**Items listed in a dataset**
//! Symbol table and scope management
//!
//! Scopes form a parent-linked chain; the scope without a parent is the
//! global scope. Parameters and locals draw their indices from the nearest
//! enclosing function scope, globals from the global scope.

use crate::common::SemanticErrorKind;
use crate::types::DataType;
use std::collections::HashMap;
use std::fmt;

/// Where an identifier lives
#[derive(Debug, Clone, Copy, PartialEq, Eq, Hash)]
pub enum ScopeKind {
    Param,
    Local,
    Global,
}

impl fmt::Display for ScopeKind {
    fn fmt(&self, f: &mut fmt::Formatter<'_>) -> fmt::Result {
        f.write_str(match self {
            ScopeKind::Param => "param",
            ScopeKind::Local => "local",
            ScopeKind::Global => "global",
        })
    }
}

/// A declared identifier
#[derive(Debug, Clone, PartialEq)]
pub struct IdentDescriptor {
    pub name: String,
    pub ty: DataType,
    pub kind: ScopeKind,
    /// Slot index; meaningful only for non-function identifiers
    pub index: usize,
    pub built_in: bool,
}

impl IdentDescriptor {
    pub fn new(name: impl Into<String>, ty: DataType) -> Self {
        Self {
            name: name.into(),
            ty,
            kind: ScopeKind::Local,
            index: 0,
            built_in: false,
        }
    }

    pub fn param(name: impl Into<String>, ty: DataType) -> Self {
        Self {
            kind: ScopeKind::Param,
            ..Self::new(name, ty)
        }
    }
}

impl fmt::Display for IdentDescriptor {
    fn fmt(&self, f: &mut fmt::Formatter<'_>) -> fmt::Result {
        write!(f, "{}, {}, ", self.ty, self.kind)?;
        if self.built_in {
            f.write_str("built-in")
        } else {
            write!(f, "{}", self.index)
        }
    }
}

/// A scope containing identifiers
#[derive(Debug, Clone, Default)]
pub struct Scope {
    idents: HashMap<String, IdentDescriptor>,
    /// Return type of the function this scope opens, if it opens one
    function: Option<DataType>,
    parent: Option<Box<Scope>>,
    param_index: usize,
    var_index: usize,
}

impl Scope {
    /// Create an empty global scope
    pub fn new() -> Self {
        Self::default()
    }

    pub fn is_global(&self) -> bool {
        self.parent.is_none()
    }

    /// Whether this scope opens a function body
    pub fn is_function(&self) -> bool {
        self.function.is_some()
    }

    /// Return type of the nearest enclosing function, if any
    pub fn current_function(&self) -> Option<&DataType> {
        match (&self.function, &self.parent) {
            (Some(return_type), _) => Some(return_type),
            (None, Some(parent)) => parent.current_function(),
            (None, None) => None,
        }
    }

    pub fn in_function(&self) -> bool {
        self.current_function().is_some()
    }

    /// Push a new child scope
    pub fn push_child(&mut self) {
        let old_scope = std::mem::take(self);
        self.parent = Some(Box::new(old_scope));
    }

    /// Push a child scope that opens a function returning `return_type`
    pub fn push_function(&mut self, return_type: DataType) {
        self.push_child();
        self.function = Some(return_type);
    }

    /// Take the parent scope, replacing self with the parent
    pub fn pop_to_parent(&mut self) -> bool {
        if let Some(parent) = self.parent.take() {
            *self = *parent;
            true
        } else {
            false
        }
    }

    /// Nearest visible identifier called `name`
    pub fn get_ident(&self, name: &str) -> Option<&IdentDescriptor> {
        if let Some(ident) = self.idents.get(name) {
            Some(ident)
        } else if let Some(parent) = &self.parent {
            parent.get_ident(name)
        } else {
            None
        }
    }

    /// Register `ident` in this scope.
    ///
    /// An explicit `Param` kind is kept; anything else becomes `Local`
    /// inside a function and `Global` outside. A parameter collides only
    /// with another parameter, a local with anything but a global, and a
    /// global with anything. Non-function identifiers receive the next
    /// index of their counter.
    pub fn add_ident(&mut self, mut ident: IdentDescriptor) -> Result<IdentDescriptor, SemanticErrorKind> {
        ident.kind = match ident.kind {
            ScopeKind::Param => ScopeKind::Param,
            _ if self.in_function() => ScopeKind::Local,
            _ => ScopeKind::Global,
        };

        if let Some(existing) = self.get_ident(&ident.name) {
            let collides = match ident.kind {
                ScopeKind::Param => existing.kind == ScopeKind::Param,
                ScopeKind::Local => existing.kind != ScopeKind::Global,
                ScopeKind::Global => true,
            };
            if collides {
                return Err(SemanticErrorKind::DuplicateIdentifier {
                    name: ident.name,
                    function: false,
                });
            }
        }

        if !ident.ty.is_function() {
            ident.index = self.next_index(ident.kind);
        }
        self.idents.insert(ident.name.clone(), ident.clone());
        Ok(ident)
    }

    /// Draw the next index for `kind` from the scope that owns its counter
    fn next_index(&mut self, kind: ScopeKind) -> usize {
        let owns_counter = match kind {
            ScopeKind::Param | ScopeKind::Local => self.is_function() || self.is_global(),
            ScopeKind::Global => self.is_global(),
        };
        if !owns_counter {
            if let Some(parent) = self.parent.as_deref_mut() {
                return parent.next_index(kind);
            }
        }

        let counter = match kind {
            ScopeKind::Param => &mut self.param_index,
            ScopeKind::Local | ScopeKind::Global => &mut self.var_index,
        };
        let index = *counter;
        *counter += 1;
        index
    }

    /// Run `f` on the global scope at the root of the chain
    pub fn with_global<R>(&mut self, f: impl FnOnce(&mut Scope) -> R) -> R {
        match &mut self.parent {
            Some(parent) => parent.with_global(f),
            None => f(self),
        }
    }

    /// Identifiers declared directly in this scope
    pub fn idents(&self) -> impl Iterator<Item = &IdentDescriptor> {
        self.idents.values()
    }

    /// Flag every identifier of this scope as built-in and release the
    /// variable slots they took, so user globals start at index 0
    pub fn mark_built_ins(&mut self) {
        for ident in self.idents.values_mut() {
            ident.built_in = true;
        }
        self.var_index = 0;
    }
}

#[cfg(test)]
mod tests {
    use super::*;
    use crate::types::PrimitiveType;

    fn int() -> DataType {
        PrimitiveType::Int.into()
    }

    #[test]
    fn test_globals_take_global_indices() {
        let mut scope = Scope::new();
        let a = scope.add_ident(IdentDescriptor::new("a", int())).unwrap();
        let b = scope.add_ident(IdentDescriptor::new("b", int())).unwrap();

        assert_eq!((a.kind, a.index), (ScopeKind::Global, 0));
        assert_eq!((b.kind, b.index), (ScopeKind::Global, 1));
    }

    #[test]
    fn test_lookup_walks_parents() {
        let mut scope = Scope::new();
        scope.add_ident(IdentDescriptor::new("a", int())).unwrap();
        scope.push_child();
        scope.push_child();

        assert_eq!(scope.get_ident("a").map(|i| i.kind), Some(ScopeKind::Global));
        assert!(scope.get_ident("missing").is_none());

        assert!(scope.pop_to_parent());
        assert!(scope.pop_to_parent());
        assert!(!scope.pop_to_parent());
        assert!(scope.is_global());
    }

    #[test]
    fn test_nested_block_globals_use_global_counter() {
        let mut scope = Scope::new();
        scope.add_ident(IdentDescriptor::new("a", int())).unwrap();
        scope.push_child();
        let b = scope.add_ident(IdentDescriptor::new("b", int())).unwrap();
        scope.pop_to_parent();
        let c = scope.add_ident(IdentDescriptor::new("c", int())).unwrap();

        assert_eq!((b.kind, b.index), (ScopeKind::Global, 1));
        assert_eq!(c.index, 2);
        assert!(scope.get_ident("b").is_none());
    }

    #[test]
    fn test_function_counters_are_independent() {
        let mut scope = Scope::new();
        scope.add_ident(IdentDescriptor::new("g", int())).unwrap();
        scope.push_function(int());
        let a = scope.add_ident(IdentDescriptor::param("a", int())).unwrap();
        let b = scope.add_ident(IdentDescriptor::param("b", int())).unwrap();
        scope.push_child();
        let s = scope.add_ident(IdentDescriptor::new("s", int())).unwrap();
        let t = scope.add_ident(IdentDescriptor::new("t", int())).unwrap();

        assert_eq!((a.kind, a.index), (ScopeKind::Param, 0));
        assert_eq!((b.kind, b.index), (ScopeKind::Param, 1));
        assert_eq!((s.kind, s.index), (ScopeKind::Local, 0));
        assert_eq!((t.kind, t.index), (ScopeKind::Local, 1));
        assert_eq!(scope.current_function(), Some(&int()));
    }

    #[test]
    fn test_locals_shadow_globals_only() {
        let mut scope = Scope::new();
        scope.add_ident(IdentDescriptor::new("x", int())).unwrap();
        scope.push_function(int());
        scope.add_ident(IdentDescriptor::param("p", int())).unwrap();
        scope.push_child();

        assert!(scope.add_ident(IdentDescriptor::new("x", int())).is_ok());
        assert!(matches!(
            scope.add_ident(IdentDescriptor::new("p", int())),
            Err(SemanticErrorKind::DuplicateIdentifier { name, .. }) if name == "p"
        ));
        scope.push_child();
        assert!(scope.add_ident(IdentDescriptor::new("x", int())).is_err());
    }

    #[test]
    fn test_duplicate_params() {
        let mut scope = Scope::new();
        scope.add_ident(IdentDescriptor::new("a", int())).unwrap();
        scope.push_function(int());
        assert!(scope.add_ident(IdentDescriptor::param("a", int())).is_ok());
        assert!(scope.add_ident(IdentDescriptor::param("a", int())).is_err());
    }

    #[test]
    fn test_globals_collide_with_anything() {
        let mut scope = Scope::new();
        scope.add_ident(IdentDescriptor::new("a", int())).unwrap();
        scope.push_child();
        assert!(scope.add_ident(IdentDescriptor::new("a", int())).is_err());
    }

    #[test]
    fn test_functions_get_no_index_and_live_in_global() {
        let mut scope = Scope::new();
        scope.push_child();
        scope.push_function(int());

        let func = DataType::function(vec![int()], int());
        let desc = scope
            .with_global(|global| global.add_ident(IdentDescriptor::new("f", func)))
            .unwrap();
        assert_eq!((desc.kind, desc.index), (ScopeKind::Global, 0));

        let v = scope.add_ident(IdentDescriptor::new("v", int())).unwrap();
        assert_eq!(v.index, 0);

        scope.pop_to_parent();
        scope.pop_to_parent();
        assert!(scope.is_global());
        assert!(scope.get_ident("f").is_some());
        let g = scope.add_ident(IdentDescriptor::new("g", int())).unwrap();
        assert_eq!(g.index, 0);
    }

    #[test]
    fn test_mark_built_ins_resets_var_index() {
        let mut scope = Scope::new();
        scope.add_ident(IdentDescriptor::new("pi", PrimitiveType::Double.into())).unwrap();
        scope.mark_built_ins();

        assert!(scope.idents().all(|i| i.built_in));
        let a = scope.add_ident(IdentDescriptor::new("a", int())).unwrap();
        assert_eq!(a.index, 0);
        assert_eq!(scope.get_ident("pi").unwrap().to_string(), "double, global, built-in");
        assert_eq!(a.to_string(), "int, global, 0");
    }
}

**WHAT NEEDS TO BE DONE**
Check every line of the entries above for the word "Option" and report how many lines contain it, giving the number only.

**WRITTEN ANSWER**
4